Each line of the data holding "return" should be found and copied.

Data items
+---+
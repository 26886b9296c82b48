//! Turning target options into solve requests.
//!
//! The coordinator delegates request construction to a [`RequestBuilder`]
//! so that cache, export and entitlement policy stays with the caller.
//! [`DefaultRequestBuilder`] implements the Dockerfile frontend conventions.

use std::io::Read;
use std::path::{Path, PathBuf};

use tracing::debug;

use super::context::NamedContext;
use super::{EXPORT_IMAGE, EXPORT_REGISTRY, RequestError, SolveRequest};
use crate::backend::Capabilities;
use crate::build::types::TargetOptions;
use crate::config::BuildConfig;
use crate::consts::{
  APP_NAME, ARCHIVE_SNIFF_LEN, ATTR_CONTEXT_PREFIX, ATTR_REQUEST_ID, CAP_MULTIPLE_EXPORTERS, CAP_SOURCE_POLICY,
  FRONTEND_DOCKERFILE, MOUNT_CONTEXT, MOUNT_DOCKERFILE,
};
use crate::node::Node;
use crate::platform::{self, Platform};
use crate::stream::{StreamReplicator, UploadStream};
use crate::util::hash::unique_id;

const DEFAULT_DOCKERFILE: &str = "Dockerfile";
const STDIN: &str = "-";
const UPLOAD_URL_PREFIX: &str = "http://buildkit-session/";

/// Cleanup to run once the request is no longer needed.
pub type ReleaseFn = Box<dyn FnOnce() + Send>;

/// Everything a builder may look at when preparing one request.
#[derive(Debug, Clone, Copy)]
pub struct RequestContext<'a> {
  pub target: &'a str,
  pub options: &'a TargetOptions,
  pub node: &'a Node,
  pub node_index: usize,
  /// Platforms this node serves for the target. Empty means the node default.
  pub platforms: &'a [Platform],
  pub capabilities: &'a Capabilities,
  pub config: &'a BuildConfig,
}

/// A built request and its release callback.
pub struct PreparedRequest {
  pub request: SolveRequest,
  pub release: Option<ReleaseFn>,
}

impl std::fmt::Debug for PreparedRequest {
  fn fmt(&self, f: &mut std::fmt::Formatter<'_>) -> std::fmt::Result {
    f.debug_struct("PreparedRequest")
      .field("request", &self.request)
      .field("release", &self.release.is_some())
      .finish()
  }
}

pub trait RequestBuilder: Send + Sync {
  fn build_request(&self, ctx: RequestContext<'_>) -> Result<PreparedRequest, RequestError>;
}

/// Requests for the Dockerfile frontend.
#[derive(Debug, Clone, Copy, Default)]
pub struct DefaultRequestBuilder;

/// Whether `prefix` starts a tar or gzip stream.
pub fn is_archive(prefix: &[u8]) -> bool {
  if prefix.starts_with(&[0x1f, 0x8b]) {
    return true;
  }
  prefix.len() >= 262 && &prefix[257..262] == b"ustar"
}

fn read_stdin(stdin: &StreamReplicator) -> Result<Vec<u8>, RequestError> {
  let mut data = Vec::new();
  stdin.new_read_closer().read_to_end(&mut data).map_err(RequestError::Stdin)?;
  if !stdin.is_buffered() {
    stdin.reset(data.clone());
  }
  Ok(data)
}

/// Write a Dockerfile read from stdin into a fresh staging directory.
fn stage_dockerfile(data: &[u8]) -> Result<tempfile::TempDir, RequestError> {
  let dir = tempfile::Builder::new()
    .prefix(&format!("{APP_NAME}-dockerfile"))
    .tempdir()
    .map_err(RequestError::Stage)?;
  std::fs::write(dir.path().join(DEFAULT_DOCKERFILE), data).map_err(RequestError::Stage)?;
  std::fs::create_dir(dir.path().join(MOUNT_CONTEXT)).map_err(RequestError::Stage)?;
  Ok(dir)
}

fn dockerfile_location(context: &Path, dockerfile: Option<&str>) -> (PathBuf, String) {
  let path = match dockerfile {
    Some(p) if Path::new(p).is_absolute() => PathBuf::from(p),
    Some(p) => context.join(p),
    None => context.join(DEFAULT_DOCKERFILE),
  };
  let dir = path.parent().map(Path::to_path_buf).unwrap_or_else(|| context.to_path_buf());
  let file = path
    .file_name()
    .map(|f| f.to_string_lossy().into_owned())
    .unwrap_or_else(|| DEFAULT_DOCKERFILE.to_string());
  (dir, file)
}

impl DefaultRequestBuilder {
  fn apply_inputs(&self, ctx: &RequestContext<'_>, req: &mut SolveRequest) -> Result<Option<ReleaseFn>, RequestError> {
    let inputs = &ctx.options.inputs;
    let mut release: Option<ReleaseFn> = None;

    if inputs.context_path == STDIN {
      let stdin = inputs.stdin.as_ref().ok_or_else(|| RequestError::InvalidContext {
        name: MOUNT_CONTEXT.to_string(),
        value: "stdin is not available".to_string(),
      })?;
      let prefix = stdin.peek(ARCHIVE_SNIFF_LEN).map_err(RequestError::Stdin)?;

      if is_archive(&prefix) {
        debug!(target = ctx.target, "build context is an archive on stdin");
        req.frontend_attrs.insert(MOUNT_CONTEXT.to_string(), format!("{UPLOAD_URL_PREFIX}{}", unique_id()));
        req.upload = Some(UploadStream::new(stdin.new_read_closer()));
        let (_, file) = dockerfile_location(Path::new("."), inputs.dockerfile_path.as_deref());
        req.frontend_attrs.insert("filename".to_string(), file);
      } else {
        debug!(target = ctx.target, "reading Dockerfile from stdin");
        let data = read_stdin(stdin)?;
        let dir = stage_dockerfile(&data)?;
        req.local_mounts.insert(MOUNT_CONTEXT.to_string(), dir.path().join(MOUNT_CONTEXT));
        req.local_mounts.insert(MOUNT_DOCKERFILE.to_string(), dir.path().to_path_buf());
        req.frontend_attrs.insert("filename".to_string(), DEFAULT_DOCKERFILE.to_string());
        release = Some(Box::new(move || drop(dir)));
      }
      return Ok(release);
    }

    match NamedContext::parse(&inputs.context_path) {
      NamedContext::Git(url) => {
        req.frontend_attrs.insert(MOUNT_CONTEXT.to_string(), url);
        if let Some(file) = inputs.dockerfile_path.as_deref().filter(|p| *p != STDIN) {
          req.frontend_attrs.insert("filename".to_string(), file.to_string());
        }
      }
      NamedContext::Local(context) => {
        req.local_mounts.insert(MOUNT_CONTEXT.to_string(), context.clone());
        if inputs.dockerfile_path.as_deref() == Some(STDIN) {
          let stdin = inputs.stdin.as_ref().ok_or_else(|| RequestError::InvalidContext {
            name: MOUNT_DOCKERFILE.to_string(),
            value: "stdin is not available".to_string(),
          })?;
          let dir = stage_dockerfile(&read_stdin(stdin)?)?;
          req.local_mounts.insert(MOUNT_DOCKERFILE.to_string(), dir.path().to_path_buf());
          req.frontend_attrs.insert("filename".to_string(), DEFAULT_DOCKERFILE.to_string());
          release = Some(Box::new(move || drop(dir)));
        } else {
          let (dir, file) = dockerfile_location(&context, inputs.dockerfile_path.as_deref());
          req.local_mounts.insert(MOUNT_DOCKERFILE.to_string(), dir);
          req.frontend_attrs.insert("filename".to_string(), file);
        }
      }
      other => {
        return Err(RequestError::InvalidContext {
          name: MOUNT_CONTEXT.to_string(),
          value: other.to_wire(MOUNT_CONTEXT),
        });
      }
    }

    for (name, value) in &inputs.named_contexts {
      let context = NamedContext::parse(value);
      if let NamedContext::Local(path) = &context {
        req.local_mounts.insert(name.clone(), path.clone());
      }
      req
        .frontend_attrs
        .insert(format!("{ATTR_CONTEXT_PREFIX}{name}"), context.to_wire(name));
    }

    Ok(release)
  }

  fn apply_exports(&self, ctx: &RequestContext<'_>, req: &mut SolveRequest) -> Result<(), RequestError> {
    let options = ctx.options;
    if options.print.is_some() {
      return Ok(());
    }

    for export in &options.exports {
      let mut export = export.clone();
      if export.kind == EXPORT_REGISTRY {
        export.kind = EXPORT_IMAGE.to_string();
        export.attrs.insert("push".to_string(), "true".to_string());
      }
      if export.is_image() && export.name().is_none() && !options.tags.is_empty() {
        export.attrs.insert("name".to_string(), options.tags.join(","));
      }
      req.exports.push(export);
    }

    if req.exports.len() > 1 && !ctx.capabilities.supports(CAP_MULTIPLE_EXPORTERS) {
      return Err(RequestError::UnsupportedFeature {
        node: ctx.node.name.clone(),
        feature: "multiple exporters".to_string(),
      });
    }
    Ok(())
  }
}

impl RequestBuilder for DefaultRequestBuilder {
  fn build_request(&self, ctx: RequestContext<'_>) -> Result<PreparedRequest, RequestError> {
    let options = ctx.options;
    let mut req = SolveRequest {
      ref_id: unique_id(),
      frontend: FRONTEND_DOCKERFILE.to_string(),
      frontend_attrs: options.frontend_attrs.clone(),
      cache_imports: options.cache_from.clone(),
      cache_exports: options.cache_to.clone(),
      entitlements: options.entitlements.clone(),
      attachments: options.attachments.clone(),
      ..Default::default()
    };

    if let Some(policy) = &ctx.config.source_policy {
      if !ctx.capabilities.supports(CAP_SOURCE_POLICY) {
        return Err(RequestError::UnsupportedFeature {
          node: ctx.node.name.clone(),
          feature: "source policy".to_string(),
        });
      }
      req.source_policy = Some(policy.clone());
    }

    let attrs = &mut req.frontend_attrs;
    if let Some(stage) = &options.stage {
      attrs.insert("target".to_string(), stage.clone());
    }
    if !ctx.platforms.is_empty() {
      attrs.insert("platform".to_string(), platform::format_list(ctx.platforms));
    }
    if options.no_cache {
      attrs.insert("no-cache".to_string(), String::new());
    }
    for (key, value) in &ctx.node.proxy_config {
      attrs.insert(format!("build-arg:{key}"), value.clone());
    }
    for (key, value) in &options.build_args {
      attrs.insert(format!("build-arg:{key}"), value.clone());
    }
    for (key, value) in &options.labels {
      attrs.insert(format!("label:{key}"), value.clone());
    }
    if let Some(print) = &options.print {
      let subrequest = if print.starts_with("frontend.") {
        print.clone()
      } else {
        format!("frontend.{print}")
      };
      attrs.insert(ATTR_REQUEST_ID.to_string(), subrequest);
    }

    let release = self.apply_inputs(&ctx, &mut req)?;
    self.apply_exports(&ctx, &mut req)?;

    Ok(PreparedRequest { request: req, release })
  }
}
+---+
§ Completed exercise:
    return true;
      return Ok(release);
        return Err(RequestError::InvalidContext {
      return Ok(());
      return Err(RequestError::UnsupportedFeature {
        return Err(RequestError::UnsupportedFeature {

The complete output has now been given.